Add modules (Modify a line, but keep the original as well):
--add-lower If a line contains a capital letter this will add the lower case variant
--add-first-upper If a line does not contain a capital letter this will add the capital variant
--add-title-case Add a line like 'this test string' also as a 'This Test String'
--add-latin-ligatures If a line contains a single ligatures of a latin letter (such as ij), the line
is correct but the original line contain the ligatures is also added to output.
--add-split split on known chars like - and . and add those to the final dictionary.
--add-umlaut In some spelling dicts, umlaut are sometimes written as: o" or i" and not as
one char.
--add-without-punctuation If a line contains punctuations, a variant will be added without the
punctuations
Remove modules (remove specific parts of a line):
--remove-strip-punctuation Remove starting and trailing punctuation
--remove-punctuation Remove all punctuation in a line
--remove-email Enable email filter, this will catch strings like
1238661:test@example.com:password
Macro modules:
-g --googlengram When set, demeuk will strip universal pos tags: like _NOUN_ or _ADJ
--leak When set, demeuk will run the following modules:
mojibake, encode, newline, check-controlchar
This is recommended when working with leaks and was the default bevarior in
demeuk version 3.11.0 and below.
--leak-full When set, demeuk will run the following modules:
mojibake, encode, newline, check-controlchar,
hex, html, html-named,
check-hash, check-mac-address, check-uuid, check-email,
check-replacement-character, check-empty-line
- bin.demeuk.add_first_upper(line)
Returns the line with the first letter capitalized and all the others in lowercase.
- Param:
line (unicode)
- Returns:
False if they are the same Capitalized string if they are not
- bin.demeuk.add_latin_ligatures(line)
Returns the line cleaned of latin ligatures if there are any.
- Param:
line (unicode)
- Returns:
False if there are not any latin ligatures Corrected line
- bin.demeuk.add_lower(line)
Returns if the upper case string is different from the lower case line
- Param:
line (unicode)
- Returns:
False if they are the same Lowered string if they are not
- bin.demeuk.add_split(line, punctuation=(' ', '-', '\\.'))

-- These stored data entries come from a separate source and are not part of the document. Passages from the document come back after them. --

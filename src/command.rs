// Copyright 2026 Locha Mesh Developers <contact@locha.io>
//
// Licensed under the Apache License, Version 2.0 (the "License");
// you may not use this file except in compliance with the License.
// You may obtain a copy of the License at
//
//     http://www.apache.org/licenses/LICENSE-2.0
//
// Unless required by applicable law or agreed to in writing, software
// distributed under the License is distributed on an "AS IS" BASIS,
// WITHOUT WARRANTIES OR CONDITIONS OF ANY KIND, either express or implied.
// See the License for the specific language governing permissions and
// limitations under the License.

//! # Commands
//!
//! Python statements executed by the board. Every argument that ends up in
//! a statement goes through validation or escaping here, so a path or a
//! payload can never inject code or raw REPL control bytes.

use std::fmt;

use crate::{config::Vocabulary, Error, Result};

/// One statement to execute on the board.
#[derive(Debug, Clone, Eq, PartialEq)]
pub struct Command(String);

impl Command {
    /// A statement taken as is, without any validation.
    pub fn raw<S: Into<String>>(text: S) -> Self {
        Command(text.into())
    }

    /// `from <module> import *`
    pub fn import(vocabulary: &Vocabulary) -> Result<Self> {
        check_module(&vocabulary.module)?;

        Ok(Command(format!("from {} import *", vocabulary.module)))
    }

    /// `<var> = <class>('<path>')`, creates the receiver for `path`.
    pub fn open(vocabulary: &Vocabulary, path: &str) -> Result<Self> {
        check_ident(&vocabulary.variable)?;
        check_ident(&vocabulary.class)?;

        Ok(Command(format!(
            "{} = {}({})",
            vocabulary.variable,
            vocabulary.class,
            quote(path)
        )))
    }

    /// `<var>.<write>('<chunk>')`, `encoded` must be base64.
    pub fn write(vocabulary: &Vocabulary, encoded: &str) -> Result<Self> {
        check_ident(&vocabulary.variable)?;
        check_ident(&vocabulary.write_method)?;
        check_base64(encoded)?;

        Ok(Command(format!(
            "{}.{}('{}')",
            vocabulary.variable, vocabulary.write_method, encoded
        )))
    }

    /// `<var>.<close>()`
    pub fn close(vocabulary: &Vocabulary) -> Result<Self> {
        check_ident(&vocabulary.variable)?;
        check_ident(&vocabulary.close_method)?;

        Ok(Command(format!(
            "{}.{}()",
            vocabulary.variable, vocabulary.close_method
        )))
    }

    /// `print(<var>.<digest>)`
    pub fn print_digest(vocabulary: &Vocabulary) -> Result<Self> {
        check_ident(&vocabulary.variable)?;
        check_ident(&vocabulary.digest_attr)?;

        Ok(Command(format!(
            "print({}.{})",
            vocabulary.variable, vocabulary.digest_attr
        )))
    }

    pub fn as_str(&self) -> &str {
        &self.0
    }

    pub fn as_bytes(&self) -> &[u8] {
        self.0.as_bytes()
    }
}

impl fmt::Display for Command {
    fn fmt(&self, fmt: &mut fmt::Formatter<'_>) -> fmt::Result {
        fmt.write_str(&self.0)
    }
}

fn is_ident(s: &str) -> bool {
    let mut chars = s.chars();
    match chars.next() {
        Some(c) if c.is_ascii_alphabetic() || c == '_' => (),
        _ => return false,
    }

    chars.all(|c| c.is_ascii_alphanumeric() || c == '_')
}

fn check_ident(s: &str) -> Result<()> {
    if !is_ident(s) {
        return Err(Error::InvalidCommand(format!(
            "`{}` is not a valid identifier",
            s
        )));
    }

    Ok(())
}

fn check_module(s: &str) -> Result<()> {
    if !s.split('.').all(is_ident) {
        return Err(Error::InvalidCommand(format!(
            "`{}` is not a valid module path",
            s
        )));
    }

    Ok(())
}

fn check_base64(s: &str) -> Result<()> {
    if s.is_empty() {
        return Err(Error::InvalidCommand("empty chunk".to_owned()));
    }

    let valid = s
        .bytes()
        .all(|b| b.is_ascii_alphanumeric() || matches!(b, b'+' | b'/' | b'='));
    if !valid {
        return Err(Error::InvalidCommand(
            "chunk is not base64 encoded".to_owned(),
        ));
    }

    Ok(())
}

/// Render `s` as a single quoted Python string literal.
///
/// Control characters are always escaped, the board would otherwise act on
/// them before the statement is complete.
pub fn quote(s: &str) -> String {
    let mut out = String::with_capacity(s.len() + 2);
    out.push('\'');
    for c in s.chars() {
        match c {
            '\\' => out.push_str("\\\\"),
            '\'' => out.push_str("\\'"),
            c if (c as u32) < 0x20 || c as u32 == 0x7f => {
                out.push_str(&format!("\\x{:02x}", c as u32));
            }
            c => out.push(c),
        }
    }
    out.push('\'');

    out
}

/// Inverse of [`quote`]: recover the string of a single or double quoted
/// literal. Only the escapes `quote` produces, plus `\n`, `\r`, `\t` and
/// `\"`, are understood.
pub fn parse_literal(literal: &str) -> Option<String> {
    let quote_char = literal.chars().next()?;
    if !matches!(quote_char, '\'' | '"')
        || literal.len() < 2
        || !literal.ends_with(quote_char)
    {
        return None;
    }

    let body = &literal[1..literal.len() - 1];
    let mut out = String::with_capacity(body.len());
    let mut chars = body.chars();
    while let Some(c) = chars.next() {
        if c == quote_char {
            return None;
        }
        if c != '\\' {
            out.push(c);
            continue;
        }

        match chars.next()? {
            '\\' => out.push('\\'),
            '\'' => out.push('\''),
            '"' => out.push('"'),
            'n' => out.push('\n'),
            'r' => out.push('\r'),
            't' => out.push('\t'),
            'x' => {
                let hex: String = chars.by_ref().take(2).collect();
                let value = u32::from_str_radix(&hex, 16).ok()?;
                out.push(std::char::from_u32(value)?);
            }
            _ => return None,
        }
    }

    Some(out)
}

#[cfg(test)]
mod test {
    use super::*;

    #[test]
    fn test_default_vocabulary() {
        let v = Vocabulary::default();

        assert_eq!(
            Command::import(&v).unwrap().as_str(),
            "from ttboard.util.file_xfer import *"
        );
        assert_eq!(
            Command::open(&v, "/data/out.bin").unwrap().as_str(),
            "f = FileWriter('/data/out.bin')"
        );
        assert_eq!(
            Command::write(&v, "aGVsbG8=").unwrap().as_str(),
            "f.w('aGVsbG8=')"
        );
        assert_eq!(Command::close(&v).unwrap().as_str(), "f.close()");
        assert_eq!(
            Command::print_digest(&v).unwrap().as_str(),
            "print(f.digest)"
        );
    }

    #[test]
    fn test_quote_escapes_control_bytes() {
        let quoted = quote("/tmp/it's\\\x04\x03\r\n.bin");
        assert_eq!(quoted, "'/tmp/it\\'s\\\\\\x04\\x03\\x0d\\x0a.bin'");
        assert!(!quoted.bytes().any(|b| b < 0x20));
    }

    #[test]
    fn test_parse_literal_inverts_quote() {
        for s in &["/a/b/c.bin", "it's", "back\\slash", "\x01\x04ctl", "ñandú"] {
            assert_eq!(parse_literal(&quote(s)).as_deref(), Some(*s));
        }
        assert_eq!(parse_literal("\"dq\"").as_deref(), Some("dq"));
        assert_eq!(parse_literal("'unterminated"), None);
        assert_eq!(parse_literal("'a'b'"), None);
    }

    #[test]
    fn test_rejects_injection() {
        let v = Vocabulary::default();

        assert!(matches!(
            Command::write(&v, "abc'); import os; os.remove('x"),
            Err(Error::InvalidCommand(_))
        ));
        assert!(matches!(Command::write(&v, ""), Err(Error::InvalidCommand(_))));

        let evil = Vocabulary {
            variable: "f; import os".to_owned(),
            ..Vocabulary::default()
        };
        assert!(Command::close(&evil).is_err());

        let evil = Vocabulary {
            module: "os import *; x".to_owned(),
            ..Vocabulary::default()
        };
        assert!(Command::import(&evil).is_err());
    }
}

Split the line on the punctuation and return elements longer then 1 char.
- Param:
line (unicode)
- Returns:
split line
- bin.demeuk.add_title_case(line)
Returns title case string where all the first letters are capitals and all others in lowercase.
- Param:
line (unicode)
- Returns:
False if they are the same Title string if they are not
- bin.demeuk.add_without_punctuation(line, punctuation)

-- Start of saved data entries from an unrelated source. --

// Copyright 2026 Locha Mesh Developers <contact@locha.io>
//
// Based on the raw REPL protocol of the MicroPython interpreter.
//
// Licensed under the Apache License, Version 2.0 (the "License");
// you may not use this file except in compliance with the License.
// You may obtain a copy of the License at
//
//     http://www.apache.org/licenses/LICENSE-2.0
//
// Unless required by applicable law or agreed to in writing, software
// distributed under the License is distributed on an "AS IS" BASIS,
// WITHOUT WARRANTIES OR CONDITIONS OF ANY KIND, either express or implied.
// See the License for the specific language governing permissions and
// limitations under the License.

pub const CTRL_A: u8                    = 0x01;
pub const CTRL_B: u8                    = 0x02;
pub const CTRL_C: u8                    = 0x03;
pub const CTRL_D: u8                    = 0x04;

/// Interrupt whatever is running, written twice on session start.
pub const INTERRUPT: &[u8]              = b"\r\x03";
/// Enter raw REPL mode.
pub const ENTER_RAW_REPL: &[u8]         = b"\r\x01";
/// Execute the command buffered so far.
pub const EXECUTE: u8                   = CTRL_D;
/// Leave raw REPL mode, back to the friendly REPL.
pub const EXIT_RAW_REPL: u8             = CTRL_B;

/// Emitted by the board once raw mode is entered.
pub const BANNER_TERMINATOR: &[u8]      = b"raw REPL; CTRL-B to exit\r\n>";

/// Start of every raw REPL response.
pub const RESPONSE_OK: &[u8]            = b"OK";
/// End of every raw REPL response: stderr terminator and prompt.
pub const RESPONSE_END: &[u8]           = b"\x04>";
/// Response of a command that printed nothing.
pub const SUCCESS_MARKER: &[u8]         = b"OK\x04\x04>";

/// Any of these in the raw output means the command raised.
pub const ERROR_MARKERS: [&[u8]; 2]     = [b"Traceback", b"Error"];

/// Maximum raw bytes per write command.
pub const CHUNK_SIZE: usize             = 256;
/// Length of a hex encoded SHA-256 digest.
pub const DIGEST_HEX_LEN: usize         = 64;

Returns the line cleaned of punctuation.
- Param:
line (unicode)
- Returns:
False if there are not any punctuation Corrected line
- bin.demeuk.check_case(line, ignored_chars=(' ', "'", '-'))
Checks if an uppercase line is equal to a lowercase line.
- Param:
line (unicode) ignored_chars list(string)
- Returns:
true if uppercase line is equal to uppercase line
- bin.demeuk.check_character(line, character)
Checks if a line contains a specific character
- Params:
line (unicode)
- Returns:
true if line does contain the specific character
- bin.demeuk.check_contains(line, strings)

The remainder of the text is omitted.